Dia mengharapkan percepatan penerbitan SK Gubernur Sumatera Utara bisa mempercepat pemulihan pasca-bencana di wilayah itu.

Dengan begitu, katanya, jumlah masyarakat Sumut yang tinggal di pengungsian akan berkurang, terutama yang kondisi rumahnya rusak ringan dan sedang.

Kementerian Perumahan dan Kawasan Permukiman (PKP) RI bersama Yayasan Buddha Tzu Chi sedang membangun 648 hunian tetap di empat kabupaten/kota di Sumut yang paling parah terdampak bencana hidrometeorologi.

Pembangunan hunian tetap itu, terdiri atas 200 hunian di Sibolga, 118 hunian di Tapanuli Tengah, 103 hunian tdi Tapanuli Utara, dan 227 hunian di Tapanuli Selatan.

"Masyarakat kita yang ingin kembali ke rumah bisa membersihkan rumah mereka.

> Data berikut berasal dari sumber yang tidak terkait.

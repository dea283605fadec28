use axum::{
    extract::{ws::WebSocketUpgrade, Path, Query, State},
    http::StatusCode,
    response::{IntoResponse, Response},
    routing::{delete, get, post},
    Json, Router,
};

use std::sync::Arc;

use serde::{Deserialize, Serialize};
use tracing::{debug, error, info, warn};
use uuid::Uuid;

use astra_res::{FrameSelector, ResError, ResFile};

use crate::routes::ws_handler::handle_ws_fetch;
use crate::state::app_state::{AppState, SignalInfo};
use crate::utils::conf_helper::get_cached_config;

#[derive(Serialize)]
pub struct ReaderSummary {
    pub id: String,
    pub signals_count: usize,
    pub profiles_count: usize,
    pub frames_count: usize,
    pub headers: Vec<String>,
}

/// Response for GET /readers/{id}/headers
#[derive(Serialize)]
pub struct ReaderHeaders {
    pub id: String,
    pub headers: Vec<String>,
    pub profiles: Vec<String>,
}

#[derive(Deserialize, Debug)]
pub struct FileReadRequest {
    pub mode: String, // "online" | "offline"
    pub path: String,
}

#[derive(Serialize, Debug)]
pub struct FileReadResponse {
    pub id: String,
    pub name: String,
    pub path: String,
    pub source: String,
    pub headers: Option<Vec<String>>,
    pub desc: Option<String>,
    pub tags: Option<Vec<String>>,
    pub created_at: Option<String>,
    pub source_url: Option<String>,
}

#[derive(Deserialize, Debug)]
pub struct ProfileQuery {
    pub index: Option<usize>,
    pub time: Option<f64>,
}

#[derive(Serialize)]
pub struct ProfileResponse {
    pub name: String,
    pub time: f64,
    pub radius: Vec<f64>,
    pub values: Vec<f64>,
}

/// =======================
/// ROUTER
/// =======================

pub fn data_routes(state: AppState) -> Router {
    Router::new()
        .route("/read-file", post(read_file))
        .route("/fetch/{signal}", get(ws_fetch))
        .route("/readers", get(list_readers))
        .route("/readers/{id}", delete(remove_reader))
        .route("/readers/{id}/headers", get(reader_headers))
        .route("/readers/{id}/profiles/{name}", get(reader_profile))
        .with_state(state)
}

fn exposed(names: &[String], skip_unnamed: bool) -> impl Iterator<Item = &String> {
    names
        .iter()
        .filter(move |name| !(skip_unnamed && name.starts_with('#')))
}

/// Picks a unique registered name for every exposed time signal, paired with
/// its catalog index. `taken` reports names already registered.
fn assign_signal_names<F>(names: &[String], skip_unnamed: bool, taken: F) -> Vec<(String, usize)>
where
    F: Fn(&str) -> bool,
{
    let mut assigned: Vec<(String, usize)> = Vec::new();
    for (index, base_name) in names.iter().enumerate() {
        if skip_unnamed && base_name.starts_with('#') {
            continue;
        }
        let is_taken = |name: &str| taken(name) || assigned.iter().any(|(a, _)| a == name);

        let mut final_name = base_name.clone();
        let mut i = 1;
        while is_taken(final_name.as_str()) {
            final_name = format!("{}_{}", base_name, i);
            i += 1;
        }
        assigned.push((final_name, index));
    }
    assigned
}

fn status_for(err: &ResError) -> StatusCode {
    match err {
        ResError::NameNotFound(_) => StatusCode::NOT_FOUND,
        ResError::IndexOutOfRange { .. } => StatusCode::BAD_REQUEST,
        _ => StatusCode::INTERNAL_SERVER_ERROR,
    }
}

/// =======================
/// HANDLERS
/// =======================

async fn read_file(
    State(state): State<AppState>,
    Json(request): Json<FileReadRequest>,
) -> Response {
    debug!("Reading file: mode={}, path={}", request.mode, request.path);

    // Decoding is blocking file I/O.
    let path = request.path.clone();
    let opened = tokio::task::spawn_blocking(move || ResFile::open(path)).await;
    let reader = match opened {
        Ok(Ok(r)) => Arc::new(r),
        Ok(Err(e)) => {
            error!("Failed to open file {}: {}", request.path, e);
            return StatusCode::UNPROCESSABLE_ENTITY.into_response();
        }
        Err(e) => {
            error!("Reader task failed for {}: {}", request.path, e);
            return StatusCode::INTERNAL_SERVER_ERROR.into_response();
        }
    };

    for diagnostic in reader.diagnostics() {
        warn!("{}: {:?}", request.path, diagnostic);
    }

    let file_id = Uuid::new_v4().to_string();
    let skip_unnamed = get_cached_config().configuration.skip_unnamed;
    let mut exposed_headers = Vec::new();
    let mut signals = state.signals.write().await;

    // Names must be unique across all opened files.
    let assigned = assign_signal_names(reader.time_names(), skip_unnamed, |name| {
        signals.contains_key(name)
    });
    for (final_name, index) in assigned {
        let base_name = reader.time_names()[index].clone();
        info!("Register signal: {} (original: {})", final_name, base_name);

        signals.insert(
            final_name.clone(),
            SignalInfo {
                reader: reader.clone(),
                reader_id: file_id.clone(),
                index,
                original_name: base_name,
            },
        );

        exposed_headers.push(final_name);
    }
    drop(signals);

    state
        .readers
        .write()
        .await
        .insert(file_id.clone(), reader.clone());

    let file_name = std::path::Path::new(&request.path)
        .file_name()
        .map(|n| n.to_string_lossy().into_owned())
        .unwrap_or_else(|| "unknown".to_string());

    let header = reader.header();
    let summary = reader.summary();

    Json(FileReadResponse {
        id: file_id,
        name: file_name,
        path: request.path.clone(),
        source: request.path,
        headers: Some(exposed_headers),
        desc: Some(format!("{} {} {}", summary.rd_name, summary.eq_name, summary.xline1)),
        tags: Some(vec![summary.version]),
        created_at: header.created().map(|d| d.to_string()),
        source_url: None,
    })
    .into_response()
}

async fn ws_fetch(
    State(state): State<AppState>,
    Path(signal_name): Path<String>,
    ws: WebSocketUpgrade,
) -> impl IntoResponse {
    let signal_info = {
        let signals = state.signals.read().await;
        signals.get(&signal_name).cloned()
    };

    let signal_info = match signal_info {
        Some(info) => info,
        None => {
            error!("Signal not found: {}", signal_name);
            return StatusCode::NOT_FOUND.into_response();
        }
    };

    ws.on_upgrade(move |socket| {
        handle_ws_fetch(
            socket,
            signal_info.reader,
            signal_info.index,
            signal_info.original_name,
        )
    })
}

async fn list_readers(State(state): State<AppState>) -> impl IntoResponse {
    let skip_unnamed = get_cached_config().configuration.skip_unnamed;
    let readers = state.readers.read().await;

    let mut out: Vec<ReaderSummary> = readers
        .iter()
        .map(|(id, reader)| ReaderSummary {
            id: id.clone(),
            signals_count: reader.signal_count(),
            profiles_count: reader.profile_count(),
            frames_count: reader.frame_count(),
            headers: exposed(reader.time_names(), skip_unnamed).cloned().collect(),
        })
        .collect();
    out.sort_by(|a, b| a.id.cmp(&b.id));

    Json(out)
}

/// Drops a reader and every signal registered from it.
async fn remove_reader(
    State(state): State<AppState>,
    Path(reader_id): Path<String>,
) -> StatusCode {
    if state.readers.write().await.remove(&reader_id).is_none() {
        return StatusCode::NOT_FOUND;
    }

    let mut signals = state.signals.write().await;
    let before = signals.len();
    signals.retain(|_, info| info.reader_id != reader_id);
    info!(
        "Removed reader {} and {} signals",
        reader_id,
        before - signals.len()
    );
    StatusCode::NO_CONTENT
}

async fn reader_headers(
    State(state): State<AppState>,
    Path(reader_id): Path<String>,
) -> impl IntoResponse {
    let reader = match state.readers.read().await.get(&reader_id).cloned() {
        Some(reader) => reader,
        None => return StatusCode::NOT_FOUND.into_response(),
    };

    let skip_unnamed = get_cached_config().configuration.skip_unnamed;
    Json(ReaderHeaders {
        id: reader_id,
        headers: exposed(reader.time_names(), skip_unnamed).cloned().collect(),
        profiles: exposed(reader.rad_names(), skip_unnamed).cloned().collect(),
    })
    .into_response()
}

async fn reader_profile(
    State(state): State<AppState>,
    Path((reader_id, name)): Path<(String, String)>,
    Query(query): Query<ProfileQuery>,
) -> Response {
    let reader = match state.readers.read().await.get(&reader_id).cloned() {
        Some(reader) => reader,
        None => return StatusCode::NOT_FOUND.into_response(),
    };

    let at = match (query.index, query.time) {
        (Some(index), _) => FrameSelector::Index(index),
        (None, Some(time)) => FrameSelector::Time(time),
        (None, None) => return StatusCode::BAD_REQUEST.into_response(),
    };

    match reader.find_profile(name.as_str(), at) {
        Ok(view) => Json(ProfileResponse {
            name,
            time: view.time,
            radius: view.radius.to_vec(),
            values: view.values.to_vec(),
        })
        .into_response(),
        Err(e) => {
            debug!("Profile {} of {} not served: {}", name, reader_id, e);
            status_for(&e).into_response()
        }
    }
}

#[cfg(test)]
mod tests {
    use super::*;

    #[test]
    fn test_exposed_skips_synthetic_names() {
        let names: Vec<String> = ["#time", "<ne>", "#last", "Ip"]
            .iter()
            .map(|s| s.to_string())
            .collect();
        let shown: Vec<&String> = exposed(&names, true).collect();
        assert_eq!(shown, ["<ne>", "Ip"]);
        assert_eq!(exposed(&names, false).count(), 4);
    }

    #[test]
    fn test_assign_signal_names_by_index() {
        let names: Vec<String> = ["#time", "<ne>", "Ip", "<ne>"]
            .iter()
            .map(|s| s.to_string())
            .collect();

        let assigned = assign_signal_names(&names, true, |name| name == "Ip");
        assert_eq!(
            assigned,
            vec![
                ("<ne>".to_string(), 1),
                ("Ip_1".to_string(), 2),
                ("<ne>_1".to_string(), 3),
            ]
        );

        let all = assign_signal_names(&names, false, |_| false);
        assert_eq!(all.len(), 4);
        assert_eq!(all[0], ("#time".to_string(), 0));
    }

    #[test]
    fn test_status_mapping() {
        assert_eq!(
            status_for(&ResError::NameNotFound("x".into())),
            StatusCode::NOT_FOUND
        );
        assert_eq!(status_for(&ResError::EndOfStream), StatusCode::INTERNAL_SERVER_ERROR);
    }
}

Kembali beraktivitas butuh bantuan, ini disiapkan Kementerian Sosial dan BNPB, sehingga bisa mengurangi jumlah warga di pengungsian," katanya.

Menteri Sosial Saifullah Yusuf menyatakan pihaknya bakal menyiapkan bantuan pasca-bencana Rp3 juta/keluarga untuk kebutuhan perabotan dan peralatan rumah tangga.

Selain itu, katanya dalam rapat koordinasi pendataan pasca-bencana tiga provinsi di Sumatra secara virtual dengan Kementerian Dalam Negeri, menyiapkan jaminan hidup Rp450 ribu/orang/bulan selama tiga bulan dan bantuan modal Rp5 juta/keluarga untuk rintisan usaha.

Kementerian Sosial (Kemensos) juga menyiapkan santunan korban meninggal dunia Rp15 juta/korban, sedangkan korban luka berat Rp5 juta/orang.

Kemensos sudah menyalurkan santunan kepada 111 ahli waris di Kabupaten Pidie dan Kabupaten Pidie Jaya di Aceh, Kota Sibolga di Sumatera Utara, dan Kota Padang Panjang di Sumatera Barat.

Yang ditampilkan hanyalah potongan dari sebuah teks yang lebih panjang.